Throughout the period, she exercised the most formidable leadership. By dint of sheer willpower and consistency, seasoned cleverly by well-judged deviations (until her refusal to budge on the poll-tax undid her), she was able to tap into some deep British national sentiments. Three were particularly notable. The first was that British masochism - that innate self-deprecation, self-criticism and willingness to accept pain stoically and to take the medicine - saw her through the unemployment crisis, albeit at great social and financial cost buffered by British oil revenue earnings which were then at their peak.
Secondly, it was the British bloody-mindedness that took on and won the Falklands Conflict. This was the turning point in the Thatcher story. Without victory in the Falklands, Thatcher would have almost certainly been a one-term prime minister, such was the depth of her unpopularity at the start of 1982 (one year or so before the next election was due) when the crisis erupted. Her resolution, the outstanding courage and competence of the British armed forces and not a little luck, saw the birth of 'The Iron Lady', and her sweeping electoral victories in 1983 and 1987.

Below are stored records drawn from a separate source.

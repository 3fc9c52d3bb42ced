use std::path::PathBuf;

use thiserror::Error;

use crate::models::appointment::{
    parse_date, sort_by_date, Appointment, DEFAULT_FREQUENCY_DAYS,
};
use crate::models::settings::UserSettings;
use crate::service::confirm_prompt::ConfirmPrompt;
use crate::storage::{self, StorageError};

/// How long the presentation layer keeps the "Saving" indicator visible.
/// Purely cosmetic; the write itself has already completed.
pub const SAVE_INDICATOR_MS: u64 = 500;

#[derive(Debug, Error)]
pub enum TrackerError {
    #[error("tracker state has not been loaded yet")]
    NotLoaded,
    #[error("appointment date must not be empty")]
    EmptyDate,
    #[error("could not parse appointment date: {0}")]
    InvalidDate(String),
    #[error("no appointment with id {0}")]
    NotFound(String),
    #[error(transparent)]
    Storage(#[from] StorageError),
}

/// Replaces the original's ambient isLoaded/isSaving flags: saves are only
/// reachable from states the load transition has passed through.
#[derive(Debug, Clone, Copy, PartialEq, Eq)]
pub enum SyncState {
    NotLoaded,
    Saving,
    Synced,
}

/// In-memory appointment list and settings, persisted through the storage
/// adapter on every mutation. Single execution context, no locking.
pub struct Tracker {
    data_dir: PathBuf,
    appointments: Vec<Appointment>,
    settings: UserSettings,
    state: SyncState,
}

impl Tracker {
    pub fn new(data_dir: PathBuf) -> Self {
        Self {
            data_dir,
            appointments: Vec::new(),
            settings: UserSettings::default(),
            state: SyncState::NotLoaded,
        }
    }

    /// Reads both records. Until this runs, every mutation is rejected so an
    /// empty default can never clobber stored data.
    pub fn load(&mut self) {
        self.appointments = storage::load_appointments(&self.data_dir);
        sort_by_date(&mut self.appointments);
        self.settings = storage::load_settings(&self.data_dir);
        self.state = SyncState::Synced;
    }

    pub fn appointments(&self) -> &[Appointment] {
        &self.appointments
    }

    pub fn data_dir(&self) -> &std::path::Path {
        &self.data_dir
    }

    pub fn settings(&self) -> &UserSettings {
        &self.settings
    }

    pub fn state(&self) -> SyncState {
        self.state
    }

    pub fn mark_synced(&mut self) {
        if self.state == SyncState::Saving {
            self.state = SyncState::Synced;
        }
    }

    /// Inserts a new planned appointment and re-sorts the list. The default
    /// frequency comes from the last appointment in sorted order, falling
    /// back to the settings value when the list is empty.
    pub fn add_appointment(&mut self, date_input: &str) -> Result<String, TrackerError> {
        self.ensure_loaded()?;
        if date_input.trim().is_empty() {
            return Err(TrackerError::EmptyDate);
        }
        let date = parse_date(date_input)
            .ok_or_else(|| TrackerError::InvalidDate(date_input.to_string()))?;

        let default_frequency = self
            .appointments
            .last()
            .map(|appointment| appointment.effective_frequency())
            .unwrap_or(self.settings.frequency_days);

        let appointment = Appointment::new(date, default_frequency);
        let id = appointment.id.clone();
        self.appointments.push(appointment);
        sort_by_date(&mut self.appointments);
        self.persist_appointments()?;
        Ok(id)
    }

    /// Flips Planned ⇄ Completed on the matching record.
    pub fn toggle_status(&mut self, id: &str) -> Result<(), TrackerError> {
        self.ensure_loaded()?;
        let appointment = self
            .appointments
            .iter_mut()
            .find(|appointment| appointment.id == id)
            .ok_or_else(|| TrackerError::NotFound(id.to_string()))?;
        appointment.status = appointment.status.toggled();
        self.persist_appointments()
    }

    /// Sets the recurrence interval from raw user input. Non-numeric or
    /// non-positive input coerces to 28, mirroring the form's behavior.
    pub fn update_frequency(&mut self, id: &str, raw_input: &str) -> Result<i64, TrackerError> {
        self.ensure_loaded()?;
        let days = raw_input
            .trim()
            .parse::<i64>()
            .ok()
            .filter(|days| *days > 0)
            .unwrap_or(DEFAULT_FREQUENCY_DAYS);
        let appointment = self
            .appointments
            .iter_mut()
            .find(|appointment| appointment.id == id)
            .ok_or_else(|| TrackerError::NotFound(id.to_string()))?;
        appointment.frequency_days = Some(days);
        self.persist_appointments()?;
        Ok(days)
    }

    /// Removes the record only after the prompt confirms. Declining leaves
    /// the list untouched.
    pub async fn delete_appointment<P: ConfirmPrompt + ?Sized>(
        &mut self,
        id: &str,
        prompt: &P,
    ) -> Result<bool, TrackerError> {
        self.ensure_loaded()?;
        if !prompt
            .confirm("Are you sure you want to delete this appointment?")
            .await
        {
            return Ok(false);
        }
        let before = self.appointments.len();
        self.appointments.retain(|appointment| appointment.id != id);
        let removed = self.appointments.len() < before;
        if removed {
            self.persist_appointments()?;
        }
        Ok(removed)
    }

    /// Settings mutation path; persists without the saving indicator.
    pub fn set_default_frequency(&mut self, days: i64) -> Result<(), TrackerError> {
        self.ensure_loaded()?;
        self.settings.frequency_days = if days > 0 {
            days
        } else {
            DEFAULT_FREQUENCY_DAYS
        };
        storage::save_settings(&self.data_dir, &self.settings)?;
        Ok(())
    }

    fn ensure_loaded(&self) -> Result<(), TrackerError> {
        if self.state == SyncState::NotLoaded {
            return Err(TrackerError::NotLoaded);
        }
        Ok(())
    }

    fn persist_appointments(&mut self) -> Result<(), TrackerError> {
        storage::save_appointments(&self.data_dir, &self.appointments)?;
        self.state = SyncState::Saving;
        Ok(())
    }
}
use reqwest;
use serde::{Deserialize, Serialize};

pub const GEMINI_MODEL: &str = "gemini-3-flash-preview";

const GEMINI_ENDPOINT: &str = "https://generativelanguage.googleapis.com/v1beta/models";

#[derive(Debug, Serialize)]
struct GeminiRequest {
    contents: Vec<Content>,
    #[serde(rename = "generationConfig", skip_serializing_if = "Option::is_none")]
    generation_config: Option<GenerationConfig>,
}

#[derive(Debug, Serialize)]
struct Content {
    parts: Vec<Part>,
}

#[derive(Debug, Serialize)]
struct Part {
    text: String,
}

#[derive(Debug, Serialize)]
struct GenerationConfig {
    #[serde(rename = "responseMimeType")]
    response_mime_type: String,
}

#[derive(Debug, Deserialize)]
struct GeminiResponse {
    #[serde(default)]
    candidates: Vec<Candidate>,
}

#[derive(Debug, Deserialize)]
struct Candidate {
    content: CandidateContent,
}

#[derive(Debug, Deserialize)]
struct CandidateContent {
    #[serde(default)]
    parts: Vec<CandidatePart>,
}

#[derive(Debug, Deserialize)]
struct CandidatePart {
    text: String,
}

/// One generateContent call. `response_mime` requests a structured response
/// (e.g. "application/json"); None leaves the service in plain-text mode.
pub async fn generate_gemini_text(
    prompt: &str,
    response_mime: Option<&str>,
    api_key: &str,
) -> Result<String, Box<dyn std::error::Error + Send + Sync>> {
    let request = GeminiRequest {
        contents: vec![Content {
            parts: vec![Part {
                text: prompt.to_string(),
            }],
        }],
        generation_config: response_mime.map(|mime| GenerationConfig {
            response_mime_type: mime.to_string(),
        }),
    };

    let client = reqwest::Client::new();
    let response = client
        .post(format!(
            "{}/{}:generateContent",
            GEMINI_ENDPOINT, GEMINI_MODEL
        ))
        .header("x-goog-api-key", api_key)
        .header("Content-Type", "application/json")
        .json(&request)
        .send()
        .await?;

    let status = response.status();
    let text = response.text().await?; // read the body once

    if !status.is_success() {
        eprintln!("Error {}: {}", status, text);
        return Err(format!("Request failed with status {}", status).into());
    }

    let parsed: GeminiResponse = serde_json::from_str(&text)
        .map_err(|e| format!("Failed to parse JSON: {}\nRaw body: {}", e, text))?;

    let body = parsed
        .candidates
        .first()
        .and_then(|candidate| candidate.content.parts.first())
        .map(|part| part.text.clone());

    match body {
        Some(body) if !body.trim().is_empty() => Ok(body),
        _ => {
            eprintln!("No candidates found in response.\nRaw body:\n{}", text);
            Err("No response from Gemini".to_string().into())
        }
    }
}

Thirdly, she shared with the majority of people who supported her, that trait of 'Little Englandism' which was the guide to the way she approached most of her foreign crises. It is hard to think of an issue on which, whatever her governments may have actually done, her personal attitudes were not populist and, thanks to the UK tabloid media, universally known to be so. On Europe, on the (nuclear) Bomb, on South Africa (then still practising apartheid), on hanging, on culture and intellectual life, on welfare scroungers and on union bosses, she could rarely be accused of failing to speak for a certain kind of Briton.
However, despite widespread alienation from the policies she espoused and the way in which she inflicted them on a nation - no other nation but the British would have withstood them without bloody revolt - Margaret Thatcher permanently changed the course of British history as no other figure in Britain in the last hundred years, save Churchill. To that extent, her legacy and place in history is assured and she must be admired.